What to work on - Return only that part of the material below which starts with the line containing "pub fn new(package: impl" and goes on through the line containing "from snapshot discovery.", restated exactly.

Stored data Block Start

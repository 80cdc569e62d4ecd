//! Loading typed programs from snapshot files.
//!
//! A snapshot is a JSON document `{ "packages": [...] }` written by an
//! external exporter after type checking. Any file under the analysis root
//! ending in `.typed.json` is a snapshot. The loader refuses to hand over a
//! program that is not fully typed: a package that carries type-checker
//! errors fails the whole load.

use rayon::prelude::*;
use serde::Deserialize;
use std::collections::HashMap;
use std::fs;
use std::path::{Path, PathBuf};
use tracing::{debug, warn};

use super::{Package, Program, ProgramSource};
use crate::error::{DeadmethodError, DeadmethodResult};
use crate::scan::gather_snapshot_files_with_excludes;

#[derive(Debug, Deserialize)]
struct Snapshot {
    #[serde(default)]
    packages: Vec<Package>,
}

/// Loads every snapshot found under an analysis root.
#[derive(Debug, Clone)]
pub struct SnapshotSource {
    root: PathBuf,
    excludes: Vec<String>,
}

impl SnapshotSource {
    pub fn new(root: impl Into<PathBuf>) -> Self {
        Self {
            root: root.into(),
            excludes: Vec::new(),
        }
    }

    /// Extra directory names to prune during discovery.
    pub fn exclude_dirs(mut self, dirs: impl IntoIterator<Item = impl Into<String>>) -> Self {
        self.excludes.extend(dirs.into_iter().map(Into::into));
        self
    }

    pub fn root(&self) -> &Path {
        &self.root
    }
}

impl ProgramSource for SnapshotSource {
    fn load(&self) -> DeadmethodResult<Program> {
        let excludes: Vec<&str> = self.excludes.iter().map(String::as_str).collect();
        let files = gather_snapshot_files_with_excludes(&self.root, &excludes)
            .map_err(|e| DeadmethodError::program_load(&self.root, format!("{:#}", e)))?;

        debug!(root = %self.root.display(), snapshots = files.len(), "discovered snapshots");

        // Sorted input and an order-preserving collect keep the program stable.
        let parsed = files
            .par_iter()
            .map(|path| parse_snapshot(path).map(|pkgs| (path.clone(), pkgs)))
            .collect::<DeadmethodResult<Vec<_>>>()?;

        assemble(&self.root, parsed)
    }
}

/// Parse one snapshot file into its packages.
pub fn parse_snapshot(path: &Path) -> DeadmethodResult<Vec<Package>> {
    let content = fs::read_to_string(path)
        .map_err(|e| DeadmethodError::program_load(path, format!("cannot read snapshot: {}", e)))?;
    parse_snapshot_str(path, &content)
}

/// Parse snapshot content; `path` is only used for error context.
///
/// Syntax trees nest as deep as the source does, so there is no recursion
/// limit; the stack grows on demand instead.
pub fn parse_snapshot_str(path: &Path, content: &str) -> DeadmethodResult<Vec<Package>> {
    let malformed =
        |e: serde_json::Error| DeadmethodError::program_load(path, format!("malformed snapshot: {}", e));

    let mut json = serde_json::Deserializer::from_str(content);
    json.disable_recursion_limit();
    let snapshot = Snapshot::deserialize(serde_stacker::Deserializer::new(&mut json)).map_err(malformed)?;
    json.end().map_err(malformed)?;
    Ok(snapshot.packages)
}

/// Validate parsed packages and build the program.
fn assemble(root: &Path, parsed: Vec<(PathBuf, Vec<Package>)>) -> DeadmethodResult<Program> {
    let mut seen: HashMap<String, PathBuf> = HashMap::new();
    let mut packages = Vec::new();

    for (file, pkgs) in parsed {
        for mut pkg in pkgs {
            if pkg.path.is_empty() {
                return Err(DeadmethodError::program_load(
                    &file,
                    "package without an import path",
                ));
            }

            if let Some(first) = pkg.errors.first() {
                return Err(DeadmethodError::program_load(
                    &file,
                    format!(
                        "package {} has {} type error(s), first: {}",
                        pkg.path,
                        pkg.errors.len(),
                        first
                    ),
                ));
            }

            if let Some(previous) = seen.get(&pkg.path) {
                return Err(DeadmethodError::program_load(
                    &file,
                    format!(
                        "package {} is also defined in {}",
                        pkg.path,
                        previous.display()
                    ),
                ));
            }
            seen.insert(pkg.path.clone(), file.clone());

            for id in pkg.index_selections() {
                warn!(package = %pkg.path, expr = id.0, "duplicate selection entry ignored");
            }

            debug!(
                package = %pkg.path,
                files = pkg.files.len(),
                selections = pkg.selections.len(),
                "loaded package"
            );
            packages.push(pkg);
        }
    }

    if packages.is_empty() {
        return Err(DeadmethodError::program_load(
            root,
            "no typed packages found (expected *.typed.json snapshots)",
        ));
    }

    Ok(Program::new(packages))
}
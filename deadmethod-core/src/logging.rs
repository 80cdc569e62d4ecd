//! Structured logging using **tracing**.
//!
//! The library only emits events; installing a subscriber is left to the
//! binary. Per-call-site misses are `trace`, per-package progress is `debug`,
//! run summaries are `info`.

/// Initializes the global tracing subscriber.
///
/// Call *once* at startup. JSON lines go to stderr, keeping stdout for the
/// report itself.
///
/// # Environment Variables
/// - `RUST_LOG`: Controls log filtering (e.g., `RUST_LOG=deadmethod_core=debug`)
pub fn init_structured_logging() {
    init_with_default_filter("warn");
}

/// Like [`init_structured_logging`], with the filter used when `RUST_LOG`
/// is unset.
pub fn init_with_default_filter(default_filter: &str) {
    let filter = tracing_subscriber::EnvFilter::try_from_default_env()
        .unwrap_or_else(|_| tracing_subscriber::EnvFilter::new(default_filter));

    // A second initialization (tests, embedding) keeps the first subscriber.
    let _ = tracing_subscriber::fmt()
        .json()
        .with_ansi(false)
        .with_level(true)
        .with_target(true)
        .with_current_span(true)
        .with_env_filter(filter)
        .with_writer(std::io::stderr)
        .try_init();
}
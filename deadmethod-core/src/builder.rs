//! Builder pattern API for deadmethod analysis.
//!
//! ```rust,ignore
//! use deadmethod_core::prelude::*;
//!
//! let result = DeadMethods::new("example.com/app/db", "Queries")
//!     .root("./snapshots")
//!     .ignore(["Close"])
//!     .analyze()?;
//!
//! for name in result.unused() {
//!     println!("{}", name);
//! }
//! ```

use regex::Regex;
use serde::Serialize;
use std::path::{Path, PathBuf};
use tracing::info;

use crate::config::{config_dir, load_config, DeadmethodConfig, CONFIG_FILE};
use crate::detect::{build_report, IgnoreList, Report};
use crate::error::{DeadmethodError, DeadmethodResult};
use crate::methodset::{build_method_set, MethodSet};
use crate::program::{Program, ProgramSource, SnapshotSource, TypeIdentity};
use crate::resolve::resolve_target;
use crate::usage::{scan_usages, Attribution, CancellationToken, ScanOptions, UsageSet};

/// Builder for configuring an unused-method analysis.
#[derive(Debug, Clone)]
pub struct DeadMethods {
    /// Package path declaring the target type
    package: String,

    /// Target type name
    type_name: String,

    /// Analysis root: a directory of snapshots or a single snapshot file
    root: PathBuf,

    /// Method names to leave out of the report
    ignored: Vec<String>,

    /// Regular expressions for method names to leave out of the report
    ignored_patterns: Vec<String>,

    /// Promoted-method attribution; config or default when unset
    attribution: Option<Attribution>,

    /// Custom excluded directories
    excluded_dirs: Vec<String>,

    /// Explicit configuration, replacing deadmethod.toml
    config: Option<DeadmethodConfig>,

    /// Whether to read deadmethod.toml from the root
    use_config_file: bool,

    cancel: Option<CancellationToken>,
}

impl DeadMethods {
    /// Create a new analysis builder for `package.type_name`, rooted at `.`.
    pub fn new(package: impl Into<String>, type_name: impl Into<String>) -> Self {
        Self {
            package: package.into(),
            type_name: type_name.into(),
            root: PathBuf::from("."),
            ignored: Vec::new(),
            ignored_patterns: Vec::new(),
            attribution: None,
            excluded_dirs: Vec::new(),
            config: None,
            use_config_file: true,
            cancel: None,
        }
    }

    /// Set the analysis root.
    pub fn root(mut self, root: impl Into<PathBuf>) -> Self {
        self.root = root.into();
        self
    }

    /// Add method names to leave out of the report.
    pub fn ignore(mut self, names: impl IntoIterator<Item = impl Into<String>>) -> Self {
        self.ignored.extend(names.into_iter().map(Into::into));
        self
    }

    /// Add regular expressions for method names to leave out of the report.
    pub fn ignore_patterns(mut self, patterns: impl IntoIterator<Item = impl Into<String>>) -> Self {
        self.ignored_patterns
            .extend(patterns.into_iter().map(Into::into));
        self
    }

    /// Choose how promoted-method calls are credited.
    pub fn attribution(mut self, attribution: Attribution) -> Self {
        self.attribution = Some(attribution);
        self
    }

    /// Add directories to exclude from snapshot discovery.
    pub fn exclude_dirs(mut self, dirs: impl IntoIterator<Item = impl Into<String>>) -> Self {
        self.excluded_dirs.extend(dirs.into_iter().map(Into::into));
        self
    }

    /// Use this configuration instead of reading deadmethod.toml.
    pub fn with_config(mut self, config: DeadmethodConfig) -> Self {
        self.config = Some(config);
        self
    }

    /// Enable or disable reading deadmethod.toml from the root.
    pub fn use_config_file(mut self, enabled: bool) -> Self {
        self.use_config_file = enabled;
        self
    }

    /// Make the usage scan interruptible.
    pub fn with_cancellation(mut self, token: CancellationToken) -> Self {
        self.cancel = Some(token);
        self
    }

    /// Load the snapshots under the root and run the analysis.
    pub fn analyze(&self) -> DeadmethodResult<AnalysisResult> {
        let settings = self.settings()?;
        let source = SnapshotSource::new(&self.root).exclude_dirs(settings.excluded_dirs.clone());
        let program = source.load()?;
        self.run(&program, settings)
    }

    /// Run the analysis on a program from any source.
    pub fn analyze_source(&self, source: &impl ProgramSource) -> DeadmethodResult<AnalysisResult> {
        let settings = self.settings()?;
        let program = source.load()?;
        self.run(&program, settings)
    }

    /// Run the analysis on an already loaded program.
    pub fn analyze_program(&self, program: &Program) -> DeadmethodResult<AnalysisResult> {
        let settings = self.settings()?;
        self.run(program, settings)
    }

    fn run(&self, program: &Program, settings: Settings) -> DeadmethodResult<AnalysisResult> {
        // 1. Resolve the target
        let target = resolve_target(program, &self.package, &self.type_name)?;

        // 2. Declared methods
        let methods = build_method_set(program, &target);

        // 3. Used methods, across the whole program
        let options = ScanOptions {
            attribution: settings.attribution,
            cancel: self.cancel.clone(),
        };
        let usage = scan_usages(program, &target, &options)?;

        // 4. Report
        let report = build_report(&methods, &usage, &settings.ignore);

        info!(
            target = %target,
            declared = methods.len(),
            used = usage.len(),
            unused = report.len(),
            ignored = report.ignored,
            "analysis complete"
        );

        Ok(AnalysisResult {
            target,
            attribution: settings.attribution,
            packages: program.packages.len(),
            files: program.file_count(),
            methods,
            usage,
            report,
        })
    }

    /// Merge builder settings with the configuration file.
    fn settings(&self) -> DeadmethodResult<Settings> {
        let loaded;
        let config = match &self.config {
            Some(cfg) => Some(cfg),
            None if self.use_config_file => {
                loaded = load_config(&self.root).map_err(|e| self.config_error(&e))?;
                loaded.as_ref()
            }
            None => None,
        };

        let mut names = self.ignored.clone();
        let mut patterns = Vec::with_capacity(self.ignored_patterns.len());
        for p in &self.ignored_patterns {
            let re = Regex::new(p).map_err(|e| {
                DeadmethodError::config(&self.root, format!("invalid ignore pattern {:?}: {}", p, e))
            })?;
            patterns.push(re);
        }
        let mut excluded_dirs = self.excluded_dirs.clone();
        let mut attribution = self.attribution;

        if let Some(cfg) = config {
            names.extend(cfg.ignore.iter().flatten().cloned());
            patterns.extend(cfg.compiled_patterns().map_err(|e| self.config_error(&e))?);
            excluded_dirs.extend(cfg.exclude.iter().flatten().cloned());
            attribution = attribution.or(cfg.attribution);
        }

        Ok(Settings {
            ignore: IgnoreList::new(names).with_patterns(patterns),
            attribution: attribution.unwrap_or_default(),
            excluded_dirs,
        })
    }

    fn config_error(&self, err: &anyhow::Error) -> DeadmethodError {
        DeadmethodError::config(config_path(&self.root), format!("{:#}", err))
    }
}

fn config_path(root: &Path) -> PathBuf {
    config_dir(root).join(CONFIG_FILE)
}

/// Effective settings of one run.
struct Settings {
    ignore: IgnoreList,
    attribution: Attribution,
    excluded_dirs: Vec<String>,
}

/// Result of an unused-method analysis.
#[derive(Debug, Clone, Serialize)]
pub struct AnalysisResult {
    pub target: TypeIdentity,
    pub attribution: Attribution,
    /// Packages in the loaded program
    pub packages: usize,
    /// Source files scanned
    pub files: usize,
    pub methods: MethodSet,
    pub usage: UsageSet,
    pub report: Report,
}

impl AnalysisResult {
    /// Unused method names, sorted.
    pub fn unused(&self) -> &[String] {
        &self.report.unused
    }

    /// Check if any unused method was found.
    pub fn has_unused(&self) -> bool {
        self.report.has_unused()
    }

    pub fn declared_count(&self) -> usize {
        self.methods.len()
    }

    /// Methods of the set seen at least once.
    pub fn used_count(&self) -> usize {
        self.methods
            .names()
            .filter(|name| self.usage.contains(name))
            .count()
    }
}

Stored data Block End

Output below -
    pub fn new(package: impl Into<String>, type_name: impl Into<String>) -> Self {
        Self {
            package: package.into(),
            type_name: type_name.into(),
            root: PathBuf::from("."),
            ignored: Vec::new(),
            ignored_patterns: Vec::new(),
            attribution: None,
            excluded_dirs: Vec::new(),
            config: None,
            use_config_file: true,
            cancel: None,
        }
    }

    /// Set the analysis root.
    pub fn root(mut self, root: impl Into<PathBuf>) -> Self {
        self.root = root.into();
        self
    }

    /// Add method names to leave out of the report.
    pub fn ignore(mut self, names: impl IntoIterator<Item = impl Into<String>>) -> Self {
        self.ignored.extend(names.into_iter().map(Into::into));
        self
    }

    /// Add regular expressions for method names to leave out of the report.
    pub fn ignore_patterns(mut self, patterns: impl IntoIterator<Item = impl Into<String>>) -> Self {
        self.ignored_patterns
            .extend(patterns.into_iter().map(Into::into));
        self
    }

    /// Choose how promoted-method calls are credited.
    pub fn attribution(mut self, attribution: Attribution) -> Self {
        self.attribution = Some(attribution);
        self
    }

    /// Add directories to exclude from snapshot discovery.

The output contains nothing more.